Allah berfirman Q.S. Al-Baqarah: 173

إِنَّمَا حَرَّمَ عَلَيْكُمُ ٱلْمَيْتَةَ وَٱلدَّمَ وَلَحْمَ ٱلْخِنزِيرِ وَمَآ أُهِلَّ بِهِۦ لِغَيْرِ ٱللَّهِ ۖ فَمَنِ ٱضْطُرَّ غَيْرَ بَاغٍ وَلَا عَادٍ فَلَآ إِثْمَ عَلَيْهِ ۚ إِنَّ ٱللَّهَ غَفُورٌ رَّحِيمٌ

Artinya: Sesungguhnya Allah Hanya mengharamkan bagimu bangkai, darah, daging babi, dan binatang yang (ketika disembelih) disebut (nama) selain Allah. tetapi barangsiapa dalam keadaan terpaksa (memakannya) sedang dia tidak menginginkannya dan tidak (pula) melampaui batas, Maka tidak ada dosa baginya. Sesungguhnya Allah Maha Pengampun lagi Maha Penyayang.

Darurat secara bahasa bermakna keperluan yang sangat mendesak atau teramat dibutuhkan, sehingga apabila tidak dilakukannya akan mebahayakan jiwanya dan bisa juga membahayakan orang lain seperti timbulnya zina.

Syaikh Abdullah bin Abdurrahman Al-Bassam mendefinisakan darurat adalah sebagai uzur yang menyebabkan bolehnya melakukan suatu perkara.
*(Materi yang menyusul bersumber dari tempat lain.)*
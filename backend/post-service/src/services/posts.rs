/// Post service - owns consistency between the store, the cache and the event bus
///
/// The store is authoritative. Cache reads degrade to store reads on any error,
/// and cache writes, invalidations and event publishes run only after the store
/// step succeeded; their failures are logged and never change the result.
use crate::cache::PostCache;
use crate::db::PostStore;
use crate::error::{ServiceError, ServiceResult};
use crate::events::{EventBus, EventSubscription, PostEvent};
use crate::models::{author_display_name, NewPost, Post, PostPage};
use std::sync::Arc;
use tracing::{debug, info, warn};
use uuid::Uuid;

pub const DEFAULT_PAGE_SIZE: i64 = 20;
pub const MAX_PAGE_SIZE: i64 = 100;
pub const DEFAULT_RECENT_LIMIT: usize = 10;

pub struct PostService {
    store: Arc<dyn PostStore>,
    cache: Arc<dyn PostCache>,
    events: Arc<dyn EventBus>,
    recent_limit: usize,
}

impl PostService {
    pub fn new(
        store: Arc<dyn PostStore>,
        cache: Arc<dyn PostCache>,
        events: Arc<dyn EventBus>,
    ) -> Self {
        Self {
            store,
            cache,
            events,
            recent_limit: DEFAULT_RECENT_LIMIT,
        }
    }

    /// Override the size of the cached recent-posts list
    pub fn with_recent_limit(mut self, recent_limit: usize) -> Self {
        self.recent_limit = recent_limit.max(1);
        self
    }

    /// List posts newest-first.
    ///
    /// A non-empty cached recent-posts list is returned as-is and pagination is
    /// ignored; `total` is then the length of that list.
    pub async fn list_posts(
        &self,
        limit: Option<i64>,
        offset: Option<i64>,
    ) -> ServiceResult<PostPage> {
        match self.cache.get_recent_posts().await {
            Ok(Some(posts)) if !posts.is_empty() => {
                let total = posts.len() as i64;
                return Ok(PostPage { posts, total });
            }
            Ok(_) => {}
            Err(err) => warn!("recent posts cache read failed: {}", err),
        }

        let limit = match limit {
            Some(l) if l > 0 => l.min(MAX_PAGE_SIZE),
            _ => DEFAULT_PAGE_SIZE,
        };
        let offset = offset.unwrap_or(0).max(0);

        let posts = self.store.list_posts(limit, offset).await?;
        let total = self.store.count_posts().await?;

        if !posts.is_empty() {
            self.refresh_recent_posts(&posts, limit, offset).await;
        }

        Ok(PostPage { posts, total })
    }

    /// Get a post by its id. Malformed ids are reported as not found.
    pub async fn get_post(&self, post_id: &str) -> ServiceResult<Post> {
        let post_id = parse_post_id(post_id)?;

        match self.cache.get_post(post_id).await {
            Ok(Some(post)) => return Ok(post),
            Ok(None) => {}
            Err(err) => warn!(%post_id, "post cache read failed: {}", err),
        }

        let post = self
            .store
            .find_post(post_id)
            .await?
            .ok_or_else(|| ServiceError::NotFound("post not found".to_string()))?;

        if let Err(err) = self.cache.set_post(&post).await {
            debug!(%post_id, "post cache set failed: {}", err);
        }

        Ok(post)
    }

    /// Create a new post
    pub async fn create_post(
        &self,
        content: &str,
        author_id: &str,
        image_url: Option<String>,
    ) -> ServiceResult<Post> {
        if content.trim().is_empty() {
            return Err(ServiceError::InvalidArgument(
                "content cannot be empty".to_string(),
            ));
        }
        if author_id.trim().is_empty() {
            return Err(ServiceError::InvalidArgument(
                "author_id is required".to_string(),
            ));
        }

        let new_post = NewPost {
            content: content.to_string(),
            author_id: author_id.to_string(),
            author_name: author_display_name(author_id),
            image_url: image_url.filter(|url| !url.trim().is_empty()),
        };

        let post = self.store.insert_post(new_post).await?;
        info!(post_id = %post.id, author_id = %post.author_id, "post created");

        if let Err(err) = self.cache.set_post(&post).await {
            debug!(post_id = %post.id, "post cache set failed: {}", err);
        }
        self.publish(PostEvent::created(&post)).await;

        Ok(post)
    }

    /// Like a post on behalf of `user_id`.
    ///
    /// The existence check up front only short-circuits the common duplicate;
    /// the store's uniqueness constraint inside the like transaction is what
    /// rejects a concurrent duplicate.
    pub async fn like_post(&self, post_id: &str, user_id: &str) -> ServiceResult<Post> {
        if user_id.trim().is_empty() {
            return Err(ServiceError::InvalidArgument(
                "user_id is required".to_string(),
            ));
        }
        let post_id = parse_post_id(post_id)?;

        if self.store.find_like(post_id, user_id).await?.is_some() {
            return Err(ServiceError::AlreadyExists(
                "user already liked this post".to_string(),
            ));
        }

        let post = self.store.like_post(post_id, user_id).await?;
        info!(%post_id, user_id, likes = post.likes, "post liked");

        if let Err(err) = self.cache.invalidate_post(post_id).await {
            warn!(%post_id, "post cache invalidation failed: {}", err);
        }
        self.publish(PostEvent::liked(&post, user_id)).await;

        Ok(post)
    }

    /// Subscribe to post events published from now on
    pub async fn subscribe(&self) -> ServiceResult<EventSubscription> {
        self.events.subscribe().await
    }

    async fn publish(&self, event: PostEvent) {
        if let Err(err) = self.events.publish(&event).await {
            warn!(
                post_id = %event.post_id(),
                event_type = event.event_type(),
                "post event publish failed: {}",
                err
            );
        }
    }

    /// Write the newest `recent_limit` posts to the cache.
    ///
    /// The page is reused when it is known to start at the newest post and to
    /// cover the whole window; otherwise the window is read separately.
    async fn refresh_recent_posts(&self, page: &[Post], limit: i64, offset: i64) {
        let page_covers_window =
            offset == 0 && (page.len() >= self.recent_limit || (page.len() as i64) < limit);

        let recent = if page_covers_window {
            page.iter().take(self.recent_limit).cloned().collect::<Vec<_>>()
        } else {
            match self.store.list_posts(self.recent_limit as i64, 0).await {
                Ok(posts) => posts,
                Err(err) => {
                    debug!("recent posts reload failed: {}", err);
                    return;
                }
            }
        };

        if let Err(err) = self.cache.set_recent_posts(&recent).await {
            debug!("recent posts cache set failed: {}", err);
        }
    }
}

fn parse_post_id(raw: &str) -> ServiceResult<Uuid> {
    Uuid::parse_str(raw.trim()).map_err(|_| ServiceError::NotFound("post not found".to_string()))
}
Adapun syarat  adh-dharar yuzalu” adalah: 

  1. darurat tersebut benar terjadi, tidak semata-mata praduga atau asumsi belaka
  2. tidak ada pilihan lain bisa menghilangkan mudrat tersebut
  3. kondisi darurat tersebut benar-benar memaksa untuk melakukannya
  4. keharaman yang dilakukan tidaklah menzhalimi orang lain
  5. tidak melakukannya dengan melewati batas

Pengecualiaan “adh-dharar yuzalu” seseorang dipaksa untuk murtad, membunuh orang lain, atau berzina maka tidak boleh melakukannya.

 

*Penulis adalah alumni UIN-SU Medan & Pascasarjana USU dibidang Hukum Tata Negara dan Hukum Administrasi Negara dan aktif sebagai Pemerhati Kebijakan Pemerintah.